PROVIDED MATERIAL:
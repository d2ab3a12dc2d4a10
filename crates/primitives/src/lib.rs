//! This crate contains the wire types and pure functions shared across the
//! workspace.
//!
//! It lies at the bottom of the crate-hierarchy in this workspace i.e., it
//! does not depend on any other crate in this workspace.

pub mod address;
pub mod context;
pub mod hub;
pub mod rpc;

WHAT YOU SHOULD DO: Please return all of the records exactly.

EXERCISE OUTPUT:
repository d2ab3a12dc2d4a10
filename crates/primitives/src/lib.rs
//! This crate contains the wire types and pure functions shared across the
//! workspace.
//!
//! It lies at the bottom of the crate-hierarchy in this workspace i.e., it
//! does not depend on any other crate in this workspace.

pub mod address;
pub mod context;
pub mod hub;
pub mod rpc;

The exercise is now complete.